SUPPLIED INFORMATION:
--- --- ---

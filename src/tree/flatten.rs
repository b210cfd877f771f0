//! Tree flattening
//!
//! Walks a nested org chart in pre-order and yields one `FlatNode` per unit, each
//! carrying the external id of the unit that listed it as a child. A parent is always
//! yielded before any of its descendants; the importer relies on that ordering to
//! resolve parents created earlier in the same pass.

use crate::tree::node::{FlatNode, OrgNode};
use crate::types::ROOT_PARENT;

/// Lazy pre-order traversal over one or more roots
pub struct Flatten<'a> {
    stack: Vec<(&'a OrgNode, &'a str)>,
}

impl<'a> Flatten<'a> {
    pub fn new(roots: &'a [OrgNode]) -> Self {
        let stack = roots.iter().rev().map(|root| (root, ROOT_PARENT)).collect();
        Self { stack }
    }
}

impl<'a> Iterator for Flatten<'a> {
    type Item = FlatNode;

    fn next(&mut self) -> Option<Self::Item> {
        let (node, parent) = self.stack.pop()?;
        if let Some(children) = &node.children {
            // Reverse so the first child is popped next.
            for child in children.iter().rev() {
                self.stack.push((child, node.external_id.as_str()));
            }
        }
        Some(FlatNode::from_org(node, parent))
    }
}

/// Flatten a single traversal root
pub fn flatten(root: &OrgNode) -> Vec<FlatNode> {
    Flatten::new(std::slice::from_ref(root)).collect()
}

/// Flatten every top-level unit of a document, in document order
pub fn flatten_document(roots: &[OrgNode]) -> Vec<FlatNode> {
    Flatten::new(roots).collect()
}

--- --- ---

TASK PROMPT:
Copy all lines above where "roots" is present.

RESPONSE FOR THIS EXERCISE:
/// Lazy pre-order traversal over one or more roots
    pub fn new(roots: &'a [OrgNode]) -> Self {
        let stack = roots.iter().rev().map(|root| (root, ROOT_PARENT)).collect();
pub fn flatten_document(roots: &[OrgNode]) -> Vec<FlatNode> {
    Flatten::new(roots).collect()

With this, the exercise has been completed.